Problem details: Copy out again, unchanged, the listing below from the line that has "filename mesh/mesh-extrude/src/extrude.rs" through the line that has "use crate::top::triangulate_top_with;".

Records provided:
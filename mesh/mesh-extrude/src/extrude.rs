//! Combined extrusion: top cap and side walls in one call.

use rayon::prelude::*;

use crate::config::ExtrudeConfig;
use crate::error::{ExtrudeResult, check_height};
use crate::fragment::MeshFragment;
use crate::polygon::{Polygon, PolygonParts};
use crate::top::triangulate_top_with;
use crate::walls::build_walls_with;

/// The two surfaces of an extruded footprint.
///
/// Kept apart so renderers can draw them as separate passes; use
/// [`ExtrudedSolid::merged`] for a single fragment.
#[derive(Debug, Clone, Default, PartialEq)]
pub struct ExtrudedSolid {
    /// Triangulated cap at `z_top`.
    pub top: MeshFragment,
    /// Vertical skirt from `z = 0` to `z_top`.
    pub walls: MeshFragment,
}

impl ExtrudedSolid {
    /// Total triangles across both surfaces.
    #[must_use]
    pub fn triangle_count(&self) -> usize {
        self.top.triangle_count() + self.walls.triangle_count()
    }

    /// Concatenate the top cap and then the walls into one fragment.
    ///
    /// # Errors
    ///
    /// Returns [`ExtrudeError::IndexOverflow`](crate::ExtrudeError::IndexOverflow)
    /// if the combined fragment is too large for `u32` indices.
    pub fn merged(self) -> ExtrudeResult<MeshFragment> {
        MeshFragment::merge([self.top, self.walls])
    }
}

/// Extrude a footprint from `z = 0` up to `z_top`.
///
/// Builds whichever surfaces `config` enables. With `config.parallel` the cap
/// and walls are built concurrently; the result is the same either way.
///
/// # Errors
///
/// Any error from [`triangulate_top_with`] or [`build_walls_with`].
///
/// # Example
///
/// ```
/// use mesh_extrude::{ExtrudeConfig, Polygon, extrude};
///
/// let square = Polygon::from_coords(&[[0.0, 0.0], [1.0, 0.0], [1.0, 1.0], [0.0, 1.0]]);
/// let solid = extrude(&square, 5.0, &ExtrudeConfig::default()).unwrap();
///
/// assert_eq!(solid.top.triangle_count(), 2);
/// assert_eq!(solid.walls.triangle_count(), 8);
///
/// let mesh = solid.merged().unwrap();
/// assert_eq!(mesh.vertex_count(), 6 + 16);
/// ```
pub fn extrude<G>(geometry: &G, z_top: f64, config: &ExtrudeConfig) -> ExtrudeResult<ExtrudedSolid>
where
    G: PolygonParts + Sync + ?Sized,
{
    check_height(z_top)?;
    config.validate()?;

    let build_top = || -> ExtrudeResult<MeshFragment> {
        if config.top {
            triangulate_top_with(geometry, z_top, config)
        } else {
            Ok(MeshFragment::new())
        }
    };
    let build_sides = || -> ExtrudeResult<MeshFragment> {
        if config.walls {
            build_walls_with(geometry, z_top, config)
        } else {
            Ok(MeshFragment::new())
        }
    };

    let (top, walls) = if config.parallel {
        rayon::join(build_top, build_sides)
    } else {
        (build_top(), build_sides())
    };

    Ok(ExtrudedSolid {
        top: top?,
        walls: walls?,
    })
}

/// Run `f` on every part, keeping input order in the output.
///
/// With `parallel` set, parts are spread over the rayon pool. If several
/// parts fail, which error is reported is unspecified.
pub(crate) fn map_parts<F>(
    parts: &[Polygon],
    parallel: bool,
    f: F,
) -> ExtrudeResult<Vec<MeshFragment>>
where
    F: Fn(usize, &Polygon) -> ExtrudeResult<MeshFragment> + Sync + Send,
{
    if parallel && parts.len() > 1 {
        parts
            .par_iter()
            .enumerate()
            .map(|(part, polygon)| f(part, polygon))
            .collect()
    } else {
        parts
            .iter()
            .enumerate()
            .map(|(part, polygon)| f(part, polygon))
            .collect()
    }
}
* * *
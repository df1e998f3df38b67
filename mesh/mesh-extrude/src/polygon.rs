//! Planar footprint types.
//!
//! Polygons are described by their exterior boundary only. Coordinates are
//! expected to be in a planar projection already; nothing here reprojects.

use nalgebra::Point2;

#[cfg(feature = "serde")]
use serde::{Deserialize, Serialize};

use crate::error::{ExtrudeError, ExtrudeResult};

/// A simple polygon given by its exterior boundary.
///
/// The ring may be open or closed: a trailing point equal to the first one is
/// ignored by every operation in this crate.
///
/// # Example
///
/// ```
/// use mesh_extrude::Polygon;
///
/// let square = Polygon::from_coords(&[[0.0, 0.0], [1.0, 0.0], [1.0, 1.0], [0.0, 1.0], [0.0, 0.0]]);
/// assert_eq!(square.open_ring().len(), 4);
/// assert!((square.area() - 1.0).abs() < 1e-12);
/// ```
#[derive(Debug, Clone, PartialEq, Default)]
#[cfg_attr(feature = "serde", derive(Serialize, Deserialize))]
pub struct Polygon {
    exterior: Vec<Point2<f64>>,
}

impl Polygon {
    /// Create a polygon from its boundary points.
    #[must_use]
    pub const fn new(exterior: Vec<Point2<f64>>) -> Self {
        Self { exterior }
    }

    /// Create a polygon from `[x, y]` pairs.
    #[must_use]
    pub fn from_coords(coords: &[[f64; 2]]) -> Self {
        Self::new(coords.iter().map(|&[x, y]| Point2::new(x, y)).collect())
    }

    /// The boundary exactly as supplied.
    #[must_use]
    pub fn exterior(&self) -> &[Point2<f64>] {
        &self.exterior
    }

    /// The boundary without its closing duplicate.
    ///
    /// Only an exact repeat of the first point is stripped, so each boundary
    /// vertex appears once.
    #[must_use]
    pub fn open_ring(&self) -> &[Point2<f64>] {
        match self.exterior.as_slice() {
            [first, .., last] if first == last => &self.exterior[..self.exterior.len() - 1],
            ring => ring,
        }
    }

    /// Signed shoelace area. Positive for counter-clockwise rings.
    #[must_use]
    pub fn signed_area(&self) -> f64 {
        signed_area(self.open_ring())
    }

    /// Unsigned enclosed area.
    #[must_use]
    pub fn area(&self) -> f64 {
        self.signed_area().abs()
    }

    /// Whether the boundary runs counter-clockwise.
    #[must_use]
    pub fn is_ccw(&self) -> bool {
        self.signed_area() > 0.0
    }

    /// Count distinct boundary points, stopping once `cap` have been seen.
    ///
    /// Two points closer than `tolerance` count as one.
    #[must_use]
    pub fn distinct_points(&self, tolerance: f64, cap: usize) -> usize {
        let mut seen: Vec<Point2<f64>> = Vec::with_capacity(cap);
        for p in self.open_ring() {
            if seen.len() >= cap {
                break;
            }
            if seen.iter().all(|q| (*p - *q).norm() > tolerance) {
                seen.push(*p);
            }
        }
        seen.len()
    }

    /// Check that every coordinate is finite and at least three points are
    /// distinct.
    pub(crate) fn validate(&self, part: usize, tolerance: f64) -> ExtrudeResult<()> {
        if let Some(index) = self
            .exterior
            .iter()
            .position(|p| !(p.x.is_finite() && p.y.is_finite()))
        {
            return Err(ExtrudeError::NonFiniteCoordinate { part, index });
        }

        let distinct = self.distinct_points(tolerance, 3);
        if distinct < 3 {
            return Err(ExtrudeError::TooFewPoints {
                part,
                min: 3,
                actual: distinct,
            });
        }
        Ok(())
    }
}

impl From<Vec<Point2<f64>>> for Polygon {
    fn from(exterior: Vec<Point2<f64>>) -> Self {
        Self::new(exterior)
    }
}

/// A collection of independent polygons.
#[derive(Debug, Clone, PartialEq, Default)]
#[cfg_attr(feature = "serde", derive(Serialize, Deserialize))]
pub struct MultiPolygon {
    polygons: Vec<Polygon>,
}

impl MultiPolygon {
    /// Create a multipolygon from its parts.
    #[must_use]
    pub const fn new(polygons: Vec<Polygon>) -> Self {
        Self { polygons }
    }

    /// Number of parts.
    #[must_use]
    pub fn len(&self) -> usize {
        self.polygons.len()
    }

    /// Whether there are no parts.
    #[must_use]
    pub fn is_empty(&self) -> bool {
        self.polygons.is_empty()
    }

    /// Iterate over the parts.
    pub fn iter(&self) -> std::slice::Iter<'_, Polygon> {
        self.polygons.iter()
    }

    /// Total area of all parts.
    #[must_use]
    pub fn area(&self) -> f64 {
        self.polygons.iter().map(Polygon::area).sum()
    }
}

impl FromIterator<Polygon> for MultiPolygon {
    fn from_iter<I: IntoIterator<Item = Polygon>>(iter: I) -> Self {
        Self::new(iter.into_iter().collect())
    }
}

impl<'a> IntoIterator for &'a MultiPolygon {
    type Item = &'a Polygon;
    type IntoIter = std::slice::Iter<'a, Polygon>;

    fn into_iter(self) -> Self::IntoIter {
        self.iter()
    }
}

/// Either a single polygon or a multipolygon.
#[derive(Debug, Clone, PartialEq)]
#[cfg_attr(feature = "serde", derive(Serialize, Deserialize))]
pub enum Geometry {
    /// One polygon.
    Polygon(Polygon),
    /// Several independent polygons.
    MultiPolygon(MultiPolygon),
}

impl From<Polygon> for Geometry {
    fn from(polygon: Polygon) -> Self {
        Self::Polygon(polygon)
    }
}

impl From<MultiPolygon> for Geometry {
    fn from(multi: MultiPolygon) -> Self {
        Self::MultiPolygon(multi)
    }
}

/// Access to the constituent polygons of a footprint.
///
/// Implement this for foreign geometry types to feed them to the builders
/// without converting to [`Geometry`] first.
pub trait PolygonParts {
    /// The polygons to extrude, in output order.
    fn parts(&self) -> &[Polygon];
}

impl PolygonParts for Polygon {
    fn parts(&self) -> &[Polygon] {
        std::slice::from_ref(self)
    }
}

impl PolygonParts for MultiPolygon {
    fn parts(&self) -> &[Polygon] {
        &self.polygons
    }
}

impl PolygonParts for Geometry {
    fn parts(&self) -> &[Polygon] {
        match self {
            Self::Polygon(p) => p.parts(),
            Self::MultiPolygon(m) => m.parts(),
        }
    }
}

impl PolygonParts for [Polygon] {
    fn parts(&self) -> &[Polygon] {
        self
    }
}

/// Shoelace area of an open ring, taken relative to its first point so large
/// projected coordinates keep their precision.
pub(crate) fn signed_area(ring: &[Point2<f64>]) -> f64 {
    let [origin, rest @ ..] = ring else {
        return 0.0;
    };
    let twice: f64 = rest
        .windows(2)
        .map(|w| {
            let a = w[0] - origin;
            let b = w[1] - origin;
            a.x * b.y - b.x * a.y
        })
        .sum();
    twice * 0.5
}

Exercise response:
filename mesh/mesh-extrude/src/extrude.rs
//! Combined extrusion: top cap and side walls in one call.

use rayon::prelude::*;

use crate::config::ExtrudeConfig;
use crate::error::{ExtrudeResult, check_height};
use crate::fragment::MeshFragment;
use crate::polygon::{Polygon, PolygonParts};
use crate::top::triangulate_top_with;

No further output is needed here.